そもそも「仕事は楽しむものである(楽しくやっていい)」という概念が、自分の中に1ミリもなかった。

働くのは義務であり、この社会で生きていくための手段。別に悲観的でも自虐的にでもなく、ただ、ごくふつうにそう思っていた。

まあ、そんな話はどうでもいい。でも、そのついでにもうひとつ、思い出したことがある。

当時、楽しいと感じることがなかったのと同じように、「悔しい」と思うことも、そういえばほとんどなかった。

そのころ、自分の心の奥底にうずまいていたものといえば、いろんな種類の「羨み」だった。

輝いてる人の活躍がうらやましい。いい仕事ができる環境がうらやましい。実績が評価され、みんなに認められてる人がうらやましい。実力や才能がある人がうらやましい。

できないことは今より圧倒的にたくさんあったし、毎日、思うようにいかないことだらけ。

でも、あの頃のわたしを支配していたのは、「悔しい」より「うらやましい」という気持ちだった。

自分には、ほこれるものが何にもなかった。
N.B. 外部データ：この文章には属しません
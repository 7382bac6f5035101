//! Trait abstraction for datagram sends to enable testing

use async_trait::async_trait;
use std::io;
use std::net::SocketAddr;
use tokio::net::UdpSocket;

/// Fire-and-forget datagram output.
#[async_trait]
pub trait DatagramSender: Send + Sync {
    /// Send one datagram to `target`, returning the number of bytes written
    async fn send_to(&self, data: &[u8], target: SocketAddr) -> io::Result<usize>;
}

/// Wrapper around tokio::net::UdpSocket that implements DatagramSender
pub struct UdpSender {
    socket: UdpSocket,
}

impl UdpSender {
    /// Binds an outbound socket with broadcast enabled.
    ///
    /// # Errors
    ///
    /// Returns `io::Error` if the address cannot be bound.
    pub async fn bind(addr: SocketAddr) -> io::Result<Self> {
        let socket = UdpSocket::bind(addr).await?;
        socket.set_broadcast(true)?;
        Ok(Self { socket })
    }

    pub fn local_addr(&self) -> io::Result<SocketAddr> {
        self.socket.local_addr()
    }
}

#[async_trait]
impl DatagramSender for UdpSender {
    async fn send_to(&self, data: &[u8], target: SocketAddr) -> io::Result<usize> {
        self.socket.send_to(data, target).await
    }
}


#[cfg(test)]
mod tests {
    use super::*;

    #[tokio::test]
    async fn test_udp_sender_loopback() {
        let receiver = UdpSocket::bind("127.0.0.1:0").await.unwrap();
        let target = receiver.local_addr().unwrap();

        let sender = UdpSender::bind("127.0.0.1:0".parse().unwrap()).await.unwrap();
        let written = sender.send_to(b"R1:ping", target).await.unwrap();
        assert_eq!(written, 7);

        let mut buf = [0u8; 64];
        let (len, from) = receiver.recv_from(&mut buf).await.unwrap();
        assert_eq!(&buf[..len], b"R1:ping");
        assert_eq!(from, sender.local_addr().unwrap());
    }

    #[test]
    fn test_mock_records_and_fails() {
        let mock = mocks::MockDatagramSender::new();
        let target: SocketAddr = "10.0.0.5:2367".parse().unwrap();

        tokio_test::block_on(mock.send_to(b"abc", target)).unwrap();
        assert_eq!(mock.get_sent(), vec![(b"abc".to_vec(), target)]);

        mock.set_send_error(io::ErrorKind::ConnectionRefused);
        let err = tokio_test::block_on(mock.send_to(b"abc", target)).unwrap_err();
        assert_eq!(err.kind(), io::ErrorKind::ConnectionRefused);
        assert_eq!(mock.get_sent().len(), 1);
    }
}
//! # Controller Registry
//!
//! Concurrent map of attached input devices, refreshed by detection and
//! updated by every poll cycle.
//!
//! A device is *connected* only while its last successful poll is younger
//! than the connection timeout. Connectivity is derived on read, never
//! stored.

use chrono::{DateTime, Utc};
use serde::Serialize;
use std::collections::HashMap;
use std::sync::{RwLock, RwLockReadGuard, RwLockWriteGuard};
use std::time::{Duration, Instant};
use tracing::{debug, info, warn};

use super::backend::{DeviceClass, DeviceInfo, InputBackend};
use super::calibration::Calibration;
use super::input::{normalize, InputSnapshot, NormalizedInput};

/// One tracked input device.
#[derive(Debug, Clone)]
pub struct ControllerDevice {
    pub id: String,
    pub display_name: String,
    pub class: DeviceClass,
    pub enabled: bool,
    pub last_snapshot: NormalizedInput,
    pub last_update: Instant,
    last_update_wall: DateTime<Utc>,
}

impl ControllerDevice {
    pub fn new(info: &DeviceInfo, snapshot: NormalizedInput, now: Instant) -> Self {
        Self {
            id: info.id.clone(),
            display_name: info.name.clone(),
            class: info.class,
            enabled: true,
            last_snapshot: snapshot,
            last_update: now,
            last_update_wall: Utc::now(),
        }
    }

    /// True if the last successful poll is younger than `timeout`.
    #[must_use]
    pub fn is_connected_at(&self, now: Instant, timeout: Duration) -> bool {
        now.saturating_duration_since(self.last_update) < timeout
    }

    #[must_use]
    pub fn view(&self, now: Instant, timeout: Duration) -> ControllerView {
        ControllerView {
            id: self.id.clone(),
            display_name: self.display_name.clone(),
            class: self.class,
            enabled: self.enabled,
            connected: self.is_connected_at(now, timeout),
            last_update: self.last_update_wall,
            input: self.last_snapshot.snapshot(),
        }
    }
}

/// Serializable listing entry for a controller.
#[derive(Debug, Clone, Serialize)]
#[serde(rename_all = "camelCase")]
pub struct ControllerView {
    pub id: String,
    pub display_name: String,
    pub class: DeviceClass,
    pub enabled: bool,
    pub connected: bool,
    pub last_update: DateTime<Utc>,
    pub input: InputSnapshot,
}

/// Outcome of one detection cycle.
#[derive(Debug, Default, Clone, PartialEq, Eq)]
pub struct Detection {
    pub added: Vec<String>,
    pub removed: Vec<String>,
}

/// Thread-safe controller map.
#[derive(Debug, Default)]
pub struct ControllerRegistry {
    devices: RwLock<HashMap<String, ControllerDevice>>,
}

impl ControllerRegistry {
    pub fn new() -> Self {
        Self::default()
    }

    fn read(&self) -> RwLockReadGuard<'_, HashMap<String, ControllerDevice>> {
        self.devices.read().unwrap_or_else(|e| e.into_inner())
    }

    fn write(&self) -> RwLockWriteGuard<'_, HashMap<String, ControllerDevice>> {
        self.devices.write().unwrap_or_else(|e| e.into_inner())
    }

    #[must_use]
    pub fn contains(&self, id: &str) -> bool {
        self.read().contains_key(id)
    }

    /// Inserts `device` unless its id is already tracked. Returns true if inserted.
    pub fn insert_if_absent(&self, device: ControllerDevice) -> bool {
        let mut devices = self.write();
        if devices.contains_key(&device.id) {
            return false;
        }
        devices.insert(device.id.clone(), device);
        true
    }

    pub fn remove(&self, id: &str) -> Option<ControllerDevice> {
        self.write().remove(id)
    }

    /// Returns false if `id` is not tracked.
    pub fn set_enabled(&self, id: &str, enabled: bool) -> bool {
        match self.write().get_mut(id) {
            Some(device) => {
                device.enabled = enabled;
                true
            }
            None => false,
        }
    }

    /// Stores a fresh snapshot. Ignored if the device was removed meanwhile.
    pub fn record_snapshot(&self, id: &str, snapshot: NormalizedInput, now: Instant) {
        if let Some(device) = self.write().get_mut(id) {
            device.last_snapshot = snapshot;
            device.last_update = now;
            device.last_update_wall = Utc::now();
        }
    }

    #[must_use]
    pub fn ids(&self) -> Vec<String> {
        let mut ids: Vec<String> = self.read().keys().cloned().collect();
        ids.sort();
        ids
    }

    #[must_use]
    pub fn get(&self, id: &str) -> Option<ControllerDevice> {
        self.read().get(id).cloned()
    }

    #[must_use]
    pub fn is_enabled(&self, id: &str) -> bool {
        self.read().get(id).map_or(false, |d| d.enabled)
    }

    #[must_use]
    pub fn len(&self) -> usize {
        self.read().len()
    }

    #[must_use]
    pub fn is_empty(&self) -> bool {
        self.read().is_empty()
    }

    #[must_use]
    pub fn is_connected_at(&self, id: &str, now: Instant, timeout: Duration) -> bool {
        self.read()
            .get(id)
            .map_or(false, |d| d.is_connected_at(now, timeout))
    }

    /// Listing sorted by id.
    #[must_use]
    pub fn list(&self, now: Instant, timeout: Duration) -> Vec<ControllerView> {
        let mut views: Vec<ControllerView> =
            self.read().values().map(|d| d.view(now, timeout)).collect();
        views.sort_by(|a, b| a.id.cmp(&b.id));
        views
    }

    /// Runs one detection cycle against `backend`.
    ///
    /// Tracked devices whose poll now fails are removed. New candidates are
    /// inserted (enabled) only if a verification poll succeeds. Enumeration
    /// errors are logged and treated as "no devices found".
    pub fn detect(
        &self,
        backend: &dyn InputBackend,
        calibration: Calibration,
        now: Instant,
    ) -> Detection {
        let mut detection = Detection::default();

        for id in self.ids() {
            if let Err(e) = backend.poll(&id) {
                if self.remove(&id).is_some() {
                    info!(controller = %id, "Controller removed: {}", e);
                    detection.removed.push(id);
                }
            }
        }

        let candidates = match backend.enumerate() {
            Ok(candidates) => candidates,
            Err(e) => {
                warn!("Input device enumeration failed: {}", e);
                return detection;
            }
        };

        for info in candidates {
            if self.contains(&info.id) {
                continue;
            }
            match backend.poll(&info.id) {
                Ok(sample) => {
                    let device = ControllerDevice::new(&info, normalize(&sample, calibration), now);
                    if self.insert_if_absent(device) {
                        info!(controller = %info.id, "Controller attached: {}", info.name);
                        detection.added.push(info.id);
                    }
                }
                Err(e) => debug!(controller = %info.id, "Candidate not pollable: {}", e),
            }
        }

        detection
    }
}

#[cfg(test)]
mod tests {
    use super::*;
    use crate::controller::backend::fakes::FakeBackend;
    use crate::controller::backend::MockInputBackend;
    use crate::controller::input::RawSample;
    use crate::error::BridgeError;

    const TIMEOUT: Duration = Duration::from_secs(5);

    fn info(id: &str) -> DeviceInfo {
        DeviceInfo {
            id: id.to_string(),
            name: format!("{} pad", id),
            class: DeviceClass::Gamepad,
        }
    }

    #[test]
    fn test_insert_if_absent() {
        let registry = ControllerRegistry::new();
        let now = Instant::now();
        assert!(registry.insert_if_absent(ControllerDevice::new(&info("a"), NormalizedInput::default(), now)));
        assert!(!registry.insert_if_absent(ControllerDevice::new(&info("a"), NormalizedInput::default(), now)));
        assert_eq!(registry.len(), 1);
        assert!(registry.is_enabled("a"));
    }

    #[test]
    fn test_set_enabled_unknown() {
        let registry = ControllerRegistry::new();
        assert!(!registry.set_enabled("ghost", false));
        assert!(registry.is_empty());
    }

    #[test]
    fn test_connectivity_is_derived() {
        let registry = ControllerRegistry::new();
        let start = Instant::now();
        registry.insert_if_absent(ControllerDevice::new(&info("a"), NormalizedInput::default(), start));

        assert!(registry.is_connected_at("a", start + Duration::from_secs(4), TIMEOUT));
        assert!(!registry.is_connected_at("a", start + Duration::from_secs(6), TIMEOUT));

        registry.record_snapshot("a", NormalizedInput::default(), start + Duration::from_secs(6));
        assert!(registry.is_connected_at("a", start + Duration::from_secs(7), TIMEOUT));
        assert!(!registry.is_connected_at("missing", start, TIMEOUT));
    }

    #[test]
    fn test_record_snapshot_after_removal_is_ignored() {
        let registry = ControllerRegistry::new();
        registry.record_snapshot("a", NormalizedInput::default(), Instant::now());
        assert!(!registry.contains("a"));
    }

    #[test]
    fn test_detect_adds_pollable_devices() {
        let backend = FakeBackend::new();
        backend.plug("pad_1", "Pad One");
        backend.plug("pad_2", "Pad Two");
        backend.set_failing("pad_2", true);

        let registry = ControllerRegistry::new();
        let detection = registry.detect(&backend, Calibration::default(), Instant::now());

        assert_eq!(detection.added, vec!["pad_1".to_string()]);
        assert!(detection.removed.is_empty());
        assert!(registry.contains("pad_1"));
        assert!(!registry.contains("pad_2"));
    }

    #[test]
    fn test_detect_keeps_enabled_flag_of_known_device() {
        let backend = FakeBackend::new();
        backend.plug("pad_1", "Pad One");
        let registry = ControllerRegistry::new();
        registry.detect(&backend, Calibration::default(), Instant::now());
        registry.set_enabled("pad_1", false);

        let detection = registry.detect(&backend, Calibration::default(), Instant::now());
        assert_eq!(detection, Detection::default());
        assert!(!registry.is_enabled("pad_1"));
    }

    #[test]
    fn test_detect_removes_unresponsive_device() {
        let backend = FakeBackend::new();
        backend.plug("pad_1", "Pad One");
        let registry = ControllerRegistry::new();
        let start = Instant::now();
        registry.detect(&backend, Calibration::default(), start);

        backend.set_failing("pad_1", true);
        let later = start + Duration::from_secs(6);
        assert!(!registry.is_connected_at("pad_1", later, TIMEOUT));

        let detection = registry.detect(&backend, Calibration::default(), later);
        assert_eq!(detection.removed, vec!["pad_1".to_string()]);
        assert!(registry.is_empty());
    }

    #[test]
    fn test_detect_removes_unplugged_device() {
        let backend = FakeBackend::new();
        backend.plug("pad_1", "Pad One");
        backend.plug("pad_2", "Pad Two");
        let registry = ControllerRegistry::new();
        let now = Instant::now();
        registry.detect(&backend, Calibration::default(), now);

        backend.unplug("pad_1");
        let detection = registry.detect(&backend, Calibration::default(), now);
        assert_eq!(detection.removed, vec!["pad_1".to_string()]);
        assert!(detection.added.is_empty());
        assert_eq!(registry.ids(), vec!["pad_2".to_string()]);
    }

    #[test]
    fn test_detect_stores_initial_snapshot() {
        let backend = FakeBackend::new();
        backend.plug("pad_1", "Pad One");
        backend.set_sample("pad_1", RawSample::new().with_axis("x", 0.5));
        let registry = ControllerRegistry::new();
        registry.detect(&backend, Calibration::default(), Instant::now());

        let device = registry.get("pad_1").unwrap();
        assert_eq!(device.last_snapshot.left_x(), 0.5);
        assert_eq!(device.display_name, "Pad One");
    }

    #[test]
    fn test_detect_survives_enumeration_error() {
        let mut backend = MockInputBackend::new();
        backend
            .expect_enumerate()
            .returning(|| Err(BridgeError::Device("permission denied".to_string())));
        backend.expect_poll().returning(|_| Ok(RawSample::new()));

        let registry = ControllerRegistry::new();
        registry.insert_if_absent(ControllerDevice::new(&info("a"), NormalizedInput::default(), Instant::now()));

        let detection = registry.detect(&backend, Calibration::default(), Instant::now());
        assert_eq!(detection, Detection::default());
        assert!(registry.contains("a"));
    }

    #[test]
    fn test_list_is_sorted_and_serializable() {
        let registry = ControllerRegistry::new();
        let now = Instant::now();
        registry.insert_if_absent(ControllerDevice::new(&info("b"), NormalizedInput::default(), now));
        registry.insert_if_absent(ControllerDevice::new(&info("a"), NormalizedInput::default(), now));

        let list = registry.list(now, TIMEOUT);
        assert_eq!(list[0].id, "a");
        assert!(list[0].connected);

        let json = serde_json::to_value(&list[1]).unwrap();
        assert_eq!(json["displayName"], "b pad");
        assert_eq!(json["class"], "gamepad");
        assert_eq!(json["enabled"], true);
    }
}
いつも狭い世界で、まわりに見える青い芝生をうらやんでいた。

いま、あの頃のどから手が出るほどほしかったもののいくつかを、わたしは手にしていると思う。

うらやましい、は、いつしか「悔しい」に置き換わるようになった。

人間の欲が果てしないのか、ちょっとは自分が成長したのか、よくわからない。